Bound and bounded by ever-churning waves, the practical and supernatural merge in Mati Diop’s feature debut Atlantics. A fairytale grounded in the reality of Senegalese immigrants, filmmaker/actress Diop and the film’s non-professional actors work together to build something carefully balanced. For some, it might still tip towards being no more than a particularly beautiful X-Files episode, but as her 2009 short of the same name and subject was avant-documentary, this film takes that intentional risk.

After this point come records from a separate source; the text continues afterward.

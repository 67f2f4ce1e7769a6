//! Capped routing history logs
//!
//! Every routed message is appended to the log of its arrival context and to
//! a central log. Each log is a JSON array document in the store, trimmed
//! from the front once it grows past its limit.

use crate::config::RoutingConfig;
use crate::error::{HearthError, Result};
use crate::matching::preview;
use crate::routing::classifier::ClassificationResult;
use crate::storage::SharedStore;
use chrono::{DateTime, Utc};
use serde::{Deserialize, Serialize};

/// Store key of the central routing log
pub const CENTRAL_LOG_KEY: &str = "routing-log";

/// Store key of a context's history log
pub fn context_log_key(context: &str) -> String {
    format!("session-{}-history", context)
}

/// Classification fields kept in a history entry
#[derive(Debug, Clone, PartialEq, Eq, Serialize, Deserialize)]
#[serde(rename_all = "camelCase")]
pub struct ClassificationSummary {
    pub current_context: String,
    pub recommended_context: String,
    pub is_misrouted: bool,
    pub score: usize,
    pub matched_keywords: Vec<String>,
}

impl From<&ClassificationResult> for ClassificationSummary {
    fn from(result: &ClassificationResult) -> Self {
        Self {
            current_context: result.current_context.clone(),
            recommended_context: result.recommended_context.clone(),
            is_misrouted: result.is_misrouted,
            score: result.score,
            matched_keywords: result.matched_keywords.clone(),
        }
    }
}

/// One history record; never modified after it is written
#[derive(Debug, Clone, PartialEq, Eq, Serialize, Deserialize)]
#[serde(rename_all = "camelCase")]
pub struct HistoryEntry {
    pub timestamp: DateTime<Utc>,
    pub session_key: String,
    pub context: String,
    pub message_preview: String,
    pub classification: ClassificationSummary,
}

/// Retention and preview limits
#[derive(Debug, Clone, Copy, PartialEq, Eq)]
pub struct HistoryLimits {
    pub context_entries: usize,
    pub central_entries: usize,
    pub context_preview_chars: usize,
    pub central_preview_chars: usize,
}

impl Default for HistoryLimits {
    fn default() -> Self {
        Self {
            context_entries: 50,
            central_entries: 100,
            context_preview_chars: 200,
            central_preview_chars: 100,
        }
    }
}

impl From<&RoutingConfig> for HistoryLimits {
    fn from(config: &RoutingConfig) -> Self {
        Self {
            context_entries: config.context_history_limit,
            central_entries: config.central_history_limit,
            context_preview_chars: config.context_preview_chars,
            central_preview_chars: config.central_preview_chars,
        }
    }
}

/// Writer and reader for the routing logs
#[derive(Clone)]
pub struct HistoryLog {
    store: SharedStore,
    limits: HistoryLimits,
}

impl HistoryLog {
    pub fn new(store: SharedStore, limits: HistoryLimits) -> Self {
        Self { store, limits }
    }

    pub fn limits(&self) -> HistoryLimits {
        self.limits
    }

    /// Append a classification to the context log and the central log
    ///
    /// # Errors
    ///
    /// Returns `HearthError::LogWrite` naming every log that could not be
    /// written. Both logs are attempted even when the first one fails.
    pub fn record(
        &self,
        session_key: &str,
        message: &str,
        result: &ClassificationResult,
    ) -> Result<()> {
        self.record_at(Utc::now(), session_key, message, result)
    }

    /// [`HistoryLog::record`] with an explicit timestamp
    pub fn record_at(
        &self,
        timestamp: DateTime<Utc>,
        session_key: &str,
        message: &str,
        result: &ClassificationResult,
    ) -> Result<()> {
        let entry = |max_chars| HistoryEntry {
            timestamp,
            session_key: session_key.to_string(),
            context: result.current_context.clone(),
            message_preview: preview(message, max_chars),
            classification: ClassificationSummary::from(result),
        };

        let context_key = context_log_key(&result.current_context);
        let failures: Vec<String> = [
            self.append(
                &context_key,
                entry(self.limits.context_preview_chars),
                self.limits.context_entries,
            ),
            self.append(
                CENTRAL_LOG_KEY,
                entry(self.limits.central_preview_chars),
                self.limits.central_entries,
            ),
        ]
        .into_iter()
        .filter_map(|outcome| outcome.err().map(|e| e.to_string()))
        .collect();

        if failures.is_empty() {
            Ok(())
        } else {
            Err(HearthError::LogWrite(failures.join("; ")).into())
        }
    }

    fn append(&self, key: &str, entry: HistoryEntry, cap: usize) -> Result<()> {
        let mut entries = self.read_or_fresh(key)?;
        entries.push(entry);
        if entries.len() > cap {
            let excess = entries.len() - cap;
            entries.drain(..excess);
        }

        let value = serde_json::to_value(&entries).map_err(|e| anyhow::anyhow!("{}: {}", key, e))?;
        self.store
            .put(key, &value)
            .map_err(|e| anyhow::anyhow!("{}: {}", key, e))?;

        tracing::trace!("Appended to {} ({} entries)", key, entries.len());
        Ok(())
    }

    /// Existing entries, or an empty log if the document is missing or unreadable
    fn read_or_fresh(&self, key: &str) -> Result<Vec<HistoryEntry>> {
        let value = match self.store.get(key) {
            Ok(value) => value,
            Err(e) => match e.downcast_ref::<HearthError>() {
                Some(HearthError::CorruptDocument(detail)) => {
                    tracing::warn!("History log {} is corrupt, starting fresh: {}", key, detail);
                    None
                }
                _ => return Err(anyhow::anyhow!("{}: {}", key, e)),
            },
        };

        match value {
            None => Ok(Vec::new()),
            Some(value) => match serde_json::from_value(value) {
                Ok(entries) => Ok(entries),
                Err(e) => {
                    tracing::warn!("History log {} is unreadable, starting fresh: {}", key, e);
                    Ok(Vec::new())
                }
            },
        }
    }

    /// Entries of a log, oldest first
    ///
    /// # Errors
    ///
    /// Returns a storage error if the log exists but cannot be read or parsed
    pub fn entries(&self, key: &str) -> Result<Vec<HistoryEntry>> {
        Ok(crate::storage::load_document(self.store.as_ref(), key)?.unwrap_or_default())
    }

    /// Entries of a context log, oldest first
    pub fn context_entries(&self, context: &str) -> Result<Vec<HistoryEntry>> {
        self.entries(&context_log_key(context))
    }

    /// Entries of the central log, oldest first
    pub fn central_entries(&self) -> Result<Vec<HistoryEntry>> {
        self.entries(CENTRAL_LOG_KEY)
    }
}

Making room for small moments and ambient details — Ada’s mom shaking out her wedding dress, a bedroom window’s curtains and shutters, children playing on a garbage-strewn street, selfies on a gaudy new bed — keeps a fairly standard romance and revenge tale from falling into banality, and makes the film’s ghostliness more unearthly. There’s star-crossed lovers already-betrothed Ada and construction worker Souleiman, a villainous plutocrat, Ada’s vain, arrogant fiancé, and to toss in other genre tropes, a brash young police detective looking to prove himself.
The inciting incident is undocumented construction workers laboring on an ultramodern spire demanding four months’ back pay. Denied, they seek better fortunes sailing to Spain, despite not knowing how to pilot a boat. Souleiman is among them, leaving Ada and the other abandoned women bereft. There’s something unsettling about restless spirits lost at sea using women’s bodies as vessels, literally displacing them to exact revenge on a crooked contractor, but it happens because the possession was already present. Seeing the women slumped silent around Dior’s bar after hearing the men left, there’s a clear emptiness waiting, even hoping, to be filled. The parallel between fever overtaking the possessed at sundown and the untraceable combustion they ignite is obvious, but for the concrete police it’s frustrating enigma.
Finally confronting the contractor, the spirits claim whenever he looks at the tip of that tower he’ll think of them. Perhaps, but who else will? Theirs is invisible work; Diop tries to make their whole world visible. The actors are people found where we find them in the movie — Dior worked at a discotheque, Ada was a listless young woman planning to marry, Souleiman worked at a construction site — playing avatars of themselves. The film notes the future is (literally) built on exploitation, and rejects it by focusing on a present so intense it becomes timeless, what Diop in a Film Comment interview dubbed the hyper-present.
The fairytale revenge feels satisfying because it’s justice, it’s something. That’s almost dangerous for a film otherwise steeped in realism, as the situation feels resolved for the audience, when the underlying problem, and a world where there is no justice, remains. At the film’s end the money is carelessly tossed, revealed as mere paper, but surrounding and reflecting the warm bodies to whom it meant a life.
Atlantics was reviewed at the 2019 Toronto International Film Festival and also plays at the New York Film Festival October 9 & 10. It arrives in theaters November 15 and on Netflix November 29.